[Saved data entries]
┌──
//! Tests for configuration validation

use worker_scheduler::config::{SchedulerConfig, WorkerConfig};

#[test]
fn test_scheduler_config_validation() {
    let valid = SchedulerConfig::default()
        .with_pool_queue_size(50)
        .with_scheduler_interval_ms(20);
    assert!(valid.validate().is_ok());
}

#[test]
fn test_scheduler_config_invalid_queue_size() {
    let invalid = SchedulerConfig::default().with_pool_queue_size(0);
    let err = invalid.validate().unwrap_err();
    assert!(err.contains("pool_queue_size"));
}

#[test]
fn test_scheduler_config_invalid_multiplier() {
    let invalid = SchedulerConfig::default().with_heartbeat_timeout_multiplier(0);
    assert!(invalid.validate().is_err());
}

#[test]
fn test_scheduler_config_from_json() {
    let json = r#"{ "pool_queue_size": 20, "scheduler_interval_ms": 100 }"#;
    let cfg = SchedulerConfig::from_json_str(json).unwrap();
    assert_eq!(cfg.pool_queue_size, 20);
    assert_eq!(cfg.scheduler_interval_ms, 100);
    assert_eq!(cfg.worker_queue_size, 100);
    assert_eq!(cfg.unregister_grace_period_ms, 30_000);
}

#[test]
fn test_scheduler_config_from_json_invalid() {
    assert!(SchedulerConfig::from_json_str(r#"{ "worker_queue_size": 0 }"#).is_err());
    assert!(SchedulerConfig::from_json_str("not json").is_err());
}

#[test]
fn test_worker_config_validation() {
    let valid = WorkerConfig::named("w1")
        .with_capability("invoice.scrape")
        .with_max_concurrent_tasks(4)
        .with_limits(Some(512), Some(1.5));
    assert!(valid.validate().is_ok());

    assert!(WorkerConfig::named("w1").with_max_concurrent_tasks(0).validate().is_err());
    assert!(WorkerConfig::named("w1").with_heartbeat_interval_ms(0).validate().is_err());
    assert!(WorkerConfig::named("w1").with_limits(None, Some(-1.0)).validate().is_err());
    assert!(WorkerConfig::named("w1").with_capability("").validate().is_err());
}

#[test]
fn test_worker_config_falls_back_to_scheduler_defaults() {
    let defaults = SchedulerConfig::default()
        .with_default_max_concurrent_tasks(3)
        .with_default_heartbeat_interval_ms(1_000)
        .with_default_task_timeout_secs(60);

    let bare = WorkerConfig::named("w1");
    assert_eq!(bare.effective_max_concurrent_tasks(&defaults), 3);
    assert_eq!(bare.effective_heartbeat_interval_ms(&defaults), 1_000);
    assert_eq!(bare.effective_task_timeout_seconds(&defaults), 60);

    let tuned = bare.with_max_concurrent_tasks(8).with_task_timeout_seconds(5);
    assert_eq!(tuned.effective_max_concurrent_tasks(&defaults), 8);
    assert_eq!(tuned.effective_task_timeout_seconds(&defaults), 5);
}

#[test]
fn test_worker_config_from_json() {
    let json = r#"{ "worker_name": "scraper", "capabilities": ["invoice.scrape"], "max_concurrent_tasks": 2 }"#;
    let cfg: WorkerConfig = serde_json::from_str(json).unwrap();
    assert_eq!(cfg.worker_name.as_deref(), Some("scraper"));
    assert!(cfg.capabilities.contains("invoice.scrape"));
    assert_eq!(cfg.max_concurrent_tasks, Some(2));
    assert_eq!(cfg.heartbeat_interval_ms, None);
}
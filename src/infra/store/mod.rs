//! Storage contract the scheduler expects from its persistence collaborator.
//!
//! The scheduler writes a task record on every status change and a worker
//! record on registration, heartbeat and removal. That is enough to
//! reconstruct scheduler state after a restart; resuming tasks across
//! restarts is left to the host.

pub mod memory;

pub use memory::InMemoryTaskStore;

use crate::core::{SchedulerError, Task, TaskStatus, WorkerRecord};

/// Persistence backend for task and worker records.
pub trait TaskStore: Send + Sync {
    /// Insert or replace a task record.
    ///
    /// # Errors
    ///
    /// Returns `SchedulerError::Storage` on backend failure.
    fn save_task(&self, task: &Task) -> Result<(), SchedulerError>;

    /// Load a task record.
    ///
    /// # Errors
    ///
    /// Returns `SchedulerError::Storage` on backend failure.
    fn load_task(&self, task_id: &str) -> Result<Option<Task>, SchedulerError>;

    /// Delete a task record, returning whether it existed.
    ///
    /// # Errors
    ///
    /// Returns `SchedulerError::Storage` on backend failure.
    fn delete_task(&self, task_id: &str) -> Result<bool, SchedulerError>;

    /// List task records, optionally filtered by status.
    ///
    /// # Errors
    ///
    /// Returns `SchedulerError::Storage` on backend failure.
    fn list_tasks(&self, status: Option<TaskStatus>) -> Result<Vec<Task>, SchedulerError>;

    /// Insert or replace a worker record.
    ///
    /// # Errors
    ///
    /// Returns `SchedulerError::Storage` on backend failure.
    fn save_worker(&self, record: &WorkerRecord) -> Result<(), SchedulerError>;

    /// Load a worker record.
    ///
    /// # Errors
    ///
    /// Returns `SchedulerError::Storage` on backend failure.
    fn load_worker(&self, worker_id: &str) -> Result<Option<WorkerRecord>, SchedulerError>;

    /// List all worker records.
    ///
    /// # Errors
    ///
    /// Returns `SchedulerError::Storage` on backend failure.
    fn list_workers(&self) -> Result<Vec<WorkerRecord>, SchedulerError>;
}

/// Write a task record, logging instead of failing. Used on the execution
/// path where there is no caller to report to.
pub(crate) fn persist_task(store: &dyn TaskStore, task: &Task) {
    if let Err(e) = store.save_task(task) {
        tracing::error!(task_id = %task.task_id(), error = %e, "failed to persist task record");
    }
}

/// Write a worker record, logging instead of failing.
pub(crate) fn persist_worker(store: &dyn TaskStore, record: &WorkerRecord) {
    if let Err(e) = store.save_worker(record) {
        tracing::error!(worker_id = %record.metadata.worker_id, error = %e, "failed to persist worker record");
    }
}
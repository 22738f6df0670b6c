//! Tests for audit sink

use worker_scheduler::core::{build_audit_event, AuditAction, AuditSink, InMemoryAuditSink};

#[test]
fn test_in_memory_audit_sink() {
    let sink = InMemoryAuditSink::new(10);

    let event = build_audit_event(
        "task1",
        Some("invoice.scrape"),
        Some("worker1"),
        AuditAction::Assign,
        Some("direct".to_string()),
    );

    sink.record(event.clone());
    assert_eq!(sink.events().len(), 1);

    let events = sink.events();
    assert_eq!(events[0].event_id, event.event_id);
    assert_eq!(events[0].task_id, "task1");
    assert_eq!(events[0].action, AuditAction::Assign);
}

#[test]
fn test_audit_sink_overflow() {
    let sink = InMemoryAuditSink::new(2);

    sink.record(build_audit_event("task1", None, None, AuditAction::Submit, None));
    sink.record(build_audit_event("task2", None, None, AuditAction::Submit, None));
    sink.record(build_audit_event("task3", None, None, AuditAction::Submit, None));

    let events = sink.events();
    assert_eq!(events.len(), 2);
    assert_eq!(events[0].task_id, "task2"); // First one popped
    assert_eq!(events[1].task_id, "task3");
}

#[test]
fn test_clones_share_buffer_and_filter_by_task() {
    let sink = InMemoryAuditSink::new(16);
    let other = sink.clone();

    other.record(build_audit_event("a", None, None, AuditAction::Submit, None));
    sink.record(build_audit_event("b", None, None, AuditAction::Submit, None));
    other.record(build_audit_event("a", None, None, AuditAction::Complete, None));

    let actions: Vec<AuditAction> = sink.events_for("a").iter().map(|e| e.action).collect();
    assert_eq!(actions, [AuditAction::Submit, AuditAction::Complete]);
    assert_eq!(sink.events().len(), 3);
}

#[test]
fn test_build_audit_event() {
    let event = build_audit_event(
        "task1",
        Some("report.generate"),
        None,
        AuditAction::Fail,
        Some("boom".to_string()),
    );

    assert!(!event.event_id.is_empty());
    assert_eq!(event.task_id, "task1");
    assert_eq!(event.task_type.as_deref(), Some("report.generate"));
    assert_eq!(event.worker_id, None);
    assert_eq!(event.action.to_string(), "fail");
    assert_eq!(event.detail, Some("boom".to_string()));
    assert!(event.created_at_ms > 0);
}
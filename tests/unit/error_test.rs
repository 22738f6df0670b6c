//! Tests for error types

use worker_scheduler::core::{SchedulerError, TaskFailure};

#[test]
fn test_validation_error() {
    let err = SchedulerError::Validation("unknown task type `ghost.run`".to_string());
    assert_eq!(format!("{}", err), "validation error: unknown task type `ghost.run`");
}

#[test]
fn test_capacity_error() {
    let err = SchedulerError::Capacity("pool queue full".to_string());
    assert_eq!(format!("{}", err), "capacity exceeded: pool queue full");
}

#[test]
fn test_shutdown_error() {
    assert_eq!(format!("{}", SchedulerError::Shutdown), "scheduler is shut down");
}

#[test]
fn test_storage_error() {
    let err = SchedulerError::Storage("connection failed".to_string());
    assert_eq!(format!("{}", err), "storage error: connection failed");
}

#[test]
fn test_task_failure_messages() {
    assert_eq!(TaskFailure::Cancelled("by request".into()).to_string(), "cancelled: by request");
    assert_eq!(
        TaskFailure::Requeue("queue full".into()).to_string(),
        "could not requeue task: queue full"
    );
}
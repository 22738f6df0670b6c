//! Core scheduling abstractions: tasks, retry policy, handlers, workers, the
//! pool and the `WorkerSystem` facade.

pub mod audit;
pub mod error;
pub mod handler;
pub mod retry;
pub mod system;
pub mod task;
pub mod worker;
pub mod worker_pool;

pub use audit::{build_audit_event, AuditAction, AuditEvent, AuditSink, InMemoryAuditSink};
pub use error::{AppResult, SchedulerError, TaskFailure};
pub use handler::{handler_fn, CancelSignal, FnHandler, HandlerRegistry, ProgressReporter, TaskContext, TaskHandler};
pub use retry::RetryPolicy;
pub use system::WorkerSystem;
pub use task::{StatusTransition, Task, TaskProgress, TaskRecord, TaskStatus};
pub use worker::{Worker, WorkerMetadata, WorkerRecord, WorkerStats, WorkerStatus};
pub use worker_pool::{PoolStats, PoolStatus, WorkerPool};
//! Configuration models for the scheduler and its workers.

pub mod scheduler;
pub mod worker;

pub use scheduler::SchedulerConfig;
pub use worker::WorkerConfig;
//! Unit tests for individual components

mod audit_test;
mod builders_test;
mod config_test;
mod error_test;
mod runtime_test;
mod util_test;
└──
> [Activity] For every line of the records that has the word "logging" in it, make a copy.

> [Your solution]
/// Write a task record, logging instead of failing. Used on the execution
/// Write a worker record, logging instead of failing.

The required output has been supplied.